WHAT NEEDS TO BE DONE:
From the entries below, return only the lines starting at the one that contains "fn quote_update() ->" and ending at the one that contains "let reply = service.fetch_quote(attempt);", exactly as they stand.

** Opening MATERIAL FOR THE TASK block **

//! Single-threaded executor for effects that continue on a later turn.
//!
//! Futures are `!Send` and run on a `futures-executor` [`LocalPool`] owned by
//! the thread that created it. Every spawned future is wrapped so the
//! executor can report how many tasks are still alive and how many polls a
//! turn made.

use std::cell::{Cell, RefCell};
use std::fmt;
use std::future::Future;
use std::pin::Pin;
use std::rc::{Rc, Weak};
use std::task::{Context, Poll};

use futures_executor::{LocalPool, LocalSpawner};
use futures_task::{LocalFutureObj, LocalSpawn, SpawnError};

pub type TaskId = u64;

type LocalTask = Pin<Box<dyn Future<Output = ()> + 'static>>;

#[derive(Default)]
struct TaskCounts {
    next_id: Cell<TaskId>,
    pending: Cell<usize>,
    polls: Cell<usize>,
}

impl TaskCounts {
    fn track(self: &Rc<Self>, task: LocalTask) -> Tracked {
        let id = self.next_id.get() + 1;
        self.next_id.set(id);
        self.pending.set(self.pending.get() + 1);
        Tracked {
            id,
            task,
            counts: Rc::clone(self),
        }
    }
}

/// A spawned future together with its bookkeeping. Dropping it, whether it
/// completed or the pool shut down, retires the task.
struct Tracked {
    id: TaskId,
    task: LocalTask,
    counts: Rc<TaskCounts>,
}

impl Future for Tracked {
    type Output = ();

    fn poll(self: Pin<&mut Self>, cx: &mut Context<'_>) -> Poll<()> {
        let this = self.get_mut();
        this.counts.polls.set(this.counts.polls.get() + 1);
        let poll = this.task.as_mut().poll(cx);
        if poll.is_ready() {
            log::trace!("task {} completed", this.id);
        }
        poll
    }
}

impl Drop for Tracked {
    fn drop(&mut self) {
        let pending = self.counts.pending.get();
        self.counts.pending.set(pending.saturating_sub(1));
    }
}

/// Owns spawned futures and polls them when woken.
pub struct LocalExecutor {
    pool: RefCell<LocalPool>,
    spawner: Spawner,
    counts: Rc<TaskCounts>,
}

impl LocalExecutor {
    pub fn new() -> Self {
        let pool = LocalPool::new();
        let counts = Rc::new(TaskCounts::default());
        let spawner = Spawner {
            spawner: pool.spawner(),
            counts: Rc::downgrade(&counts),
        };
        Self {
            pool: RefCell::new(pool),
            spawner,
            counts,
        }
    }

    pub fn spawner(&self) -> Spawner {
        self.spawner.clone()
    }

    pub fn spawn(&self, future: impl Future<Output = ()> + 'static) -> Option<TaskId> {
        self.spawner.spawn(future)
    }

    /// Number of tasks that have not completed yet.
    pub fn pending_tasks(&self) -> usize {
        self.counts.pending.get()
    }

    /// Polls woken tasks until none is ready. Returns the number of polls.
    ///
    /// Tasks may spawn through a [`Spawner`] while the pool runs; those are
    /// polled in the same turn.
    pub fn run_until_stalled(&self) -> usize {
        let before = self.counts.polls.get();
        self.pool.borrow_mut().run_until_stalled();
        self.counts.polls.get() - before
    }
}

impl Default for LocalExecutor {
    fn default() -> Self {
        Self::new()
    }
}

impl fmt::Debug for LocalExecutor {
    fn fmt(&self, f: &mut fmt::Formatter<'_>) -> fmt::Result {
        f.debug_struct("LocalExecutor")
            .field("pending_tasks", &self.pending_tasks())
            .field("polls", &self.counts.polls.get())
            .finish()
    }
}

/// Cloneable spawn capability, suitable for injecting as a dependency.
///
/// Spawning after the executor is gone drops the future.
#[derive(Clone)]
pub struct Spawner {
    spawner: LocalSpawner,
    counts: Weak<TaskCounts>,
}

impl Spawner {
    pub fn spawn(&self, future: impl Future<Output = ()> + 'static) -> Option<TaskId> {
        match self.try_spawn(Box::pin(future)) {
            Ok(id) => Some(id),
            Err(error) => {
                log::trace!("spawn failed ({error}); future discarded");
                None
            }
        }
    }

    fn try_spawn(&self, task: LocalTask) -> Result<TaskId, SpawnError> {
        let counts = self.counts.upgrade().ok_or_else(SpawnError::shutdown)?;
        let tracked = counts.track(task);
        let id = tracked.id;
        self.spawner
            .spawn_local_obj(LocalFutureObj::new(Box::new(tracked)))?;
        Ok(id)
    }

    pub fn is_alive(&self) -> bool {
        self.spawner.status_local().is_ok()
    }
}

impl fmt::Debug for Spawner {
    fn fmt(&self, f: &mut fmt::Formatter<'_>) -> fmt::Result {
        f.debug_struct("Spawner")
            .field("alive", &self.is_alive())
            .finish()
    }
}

** Closing MATERIAL FOR THE TASK block **
** Opening MATERIAL FOR THE TASK block **

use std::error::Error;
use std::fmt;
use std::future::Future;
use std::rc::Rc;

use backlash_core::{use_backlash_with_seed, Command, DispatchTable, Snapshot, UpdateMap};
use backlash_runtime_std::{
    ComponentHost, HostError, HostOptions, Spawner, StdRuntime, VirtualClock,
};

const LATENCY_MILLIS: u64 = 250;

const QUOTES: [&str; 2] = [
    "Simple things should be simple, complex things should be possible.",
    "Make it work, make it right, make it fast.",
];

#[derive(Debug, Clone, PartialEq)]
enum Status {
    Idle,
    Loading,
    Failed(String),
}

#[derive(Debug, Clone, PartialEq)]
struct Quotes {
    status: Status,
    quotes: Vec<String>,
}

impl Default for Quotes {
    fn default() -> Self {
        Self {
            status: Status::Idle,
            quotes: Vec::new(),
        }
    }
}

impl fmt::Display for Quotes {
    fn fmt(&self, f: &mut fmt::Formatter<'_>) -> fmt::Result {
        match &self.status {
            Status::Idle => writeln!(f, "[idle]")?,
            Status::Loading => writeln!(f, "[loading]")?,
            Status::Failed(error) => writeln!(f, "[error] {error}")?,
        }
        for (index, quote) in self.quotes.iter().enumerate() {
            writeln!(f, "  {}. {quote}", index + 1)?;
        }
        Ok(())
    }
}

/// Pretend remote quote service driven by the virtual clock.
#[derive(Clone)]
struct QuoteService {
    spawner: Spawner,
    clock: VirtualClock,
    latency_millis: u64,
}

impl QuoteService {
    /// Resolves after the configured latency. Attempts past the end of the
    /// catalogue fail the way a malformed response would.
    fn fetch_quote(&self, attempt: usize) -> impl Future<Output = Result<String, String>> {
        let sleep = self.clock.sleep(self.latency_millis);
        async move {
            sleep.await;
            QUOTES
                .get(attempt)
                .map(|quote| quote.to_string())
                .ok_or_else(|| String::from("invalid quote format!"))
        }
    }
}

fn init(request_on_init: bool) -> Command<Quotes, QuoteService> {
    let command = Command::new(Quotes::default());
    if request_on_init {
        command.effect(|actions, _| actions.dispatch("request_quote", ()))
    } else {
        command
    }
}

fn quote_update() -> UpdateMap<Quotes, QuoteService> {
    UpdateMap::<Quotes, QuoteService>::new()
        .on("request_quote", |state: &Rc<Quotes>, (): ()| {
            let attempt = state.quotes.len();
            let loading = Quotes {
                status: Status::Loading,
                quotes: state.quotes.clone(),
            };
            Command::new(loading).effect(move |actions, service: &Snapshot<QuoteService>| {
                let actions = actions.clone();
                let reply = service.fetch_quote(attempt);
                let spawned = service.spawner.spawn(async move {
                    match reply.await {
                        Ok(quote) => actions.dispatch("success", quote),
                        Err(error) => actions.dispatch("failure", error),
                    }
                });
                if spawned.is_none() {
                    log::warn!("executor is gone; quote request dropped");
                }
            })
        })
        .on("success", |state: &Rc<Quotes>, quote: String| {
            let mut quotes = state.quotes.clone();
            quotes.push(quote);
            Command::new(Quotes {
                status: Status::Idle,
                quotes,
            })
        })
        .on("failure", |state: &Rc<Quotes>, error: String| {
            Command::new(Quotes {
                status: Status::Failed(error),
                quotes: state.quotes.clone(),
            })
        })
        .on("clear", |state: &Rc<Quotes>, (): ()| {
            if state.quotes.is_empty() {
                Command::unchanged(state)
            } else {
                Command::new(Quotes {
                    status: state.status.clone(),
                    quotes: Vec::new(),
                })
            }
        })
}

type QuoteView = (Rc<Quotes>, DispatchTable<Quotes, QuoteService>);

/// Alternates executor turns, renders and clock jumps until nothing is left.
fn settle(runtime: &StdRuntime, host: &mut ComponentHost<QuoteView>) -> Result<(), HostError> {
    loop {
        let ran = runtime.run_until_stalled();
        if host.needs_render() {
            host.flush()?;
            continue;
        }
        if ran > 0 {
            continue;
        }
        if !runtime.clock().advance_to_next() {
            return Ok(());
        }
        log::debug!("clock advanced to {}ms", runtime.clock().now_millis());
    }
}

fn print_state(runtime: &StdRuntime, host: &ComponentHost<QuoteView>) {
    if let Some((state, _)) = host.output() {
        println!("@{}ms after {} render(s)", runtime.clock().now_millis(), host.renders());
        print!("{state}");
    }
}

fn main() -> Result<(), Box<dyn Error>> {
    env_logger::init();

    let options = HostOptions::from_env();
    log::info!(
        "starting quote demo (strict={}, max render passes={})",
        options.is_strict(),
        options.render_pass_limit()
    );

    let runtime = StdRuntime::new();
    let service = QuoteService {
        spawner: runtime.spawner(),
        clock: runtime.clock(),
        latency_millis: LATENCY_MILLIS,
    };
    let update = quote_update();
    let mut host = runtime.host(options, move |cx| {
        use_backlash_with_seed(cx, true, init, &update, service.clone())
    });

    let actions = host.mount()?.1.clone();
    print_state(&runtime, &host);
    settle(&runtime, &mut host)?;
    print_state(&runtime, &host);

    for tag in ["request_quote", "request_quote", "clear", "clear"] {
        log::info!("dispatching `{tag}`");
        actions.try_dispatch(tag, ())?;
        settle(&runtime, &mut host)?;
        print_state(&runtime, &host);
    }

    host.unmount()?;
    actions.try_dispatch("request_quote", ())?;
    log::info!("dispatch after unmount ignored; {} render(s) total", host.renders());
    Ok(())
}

** Closing MATERIAL FOR THE TASK block **

YOUR RESPONSE:
fn quote_update() -> UpdateMap<Quotes, QuoteService> {
    UpdateMap::<Quotes, QuoteService>::new()
        .on("request_quote", |state: &Rc<Quotes>, (): ()| {
            let attempt = state.quotes.len();
            let loading = Quotes {
                status: Status::Loading,
                quotes: state.quotes.clone(),
            };
            Command::new(loading).effect(move |actions, service: &Snapshot<QuoteService>| {
                let actions = actions.clone();
                let reply = service.fetch_quote(attempt);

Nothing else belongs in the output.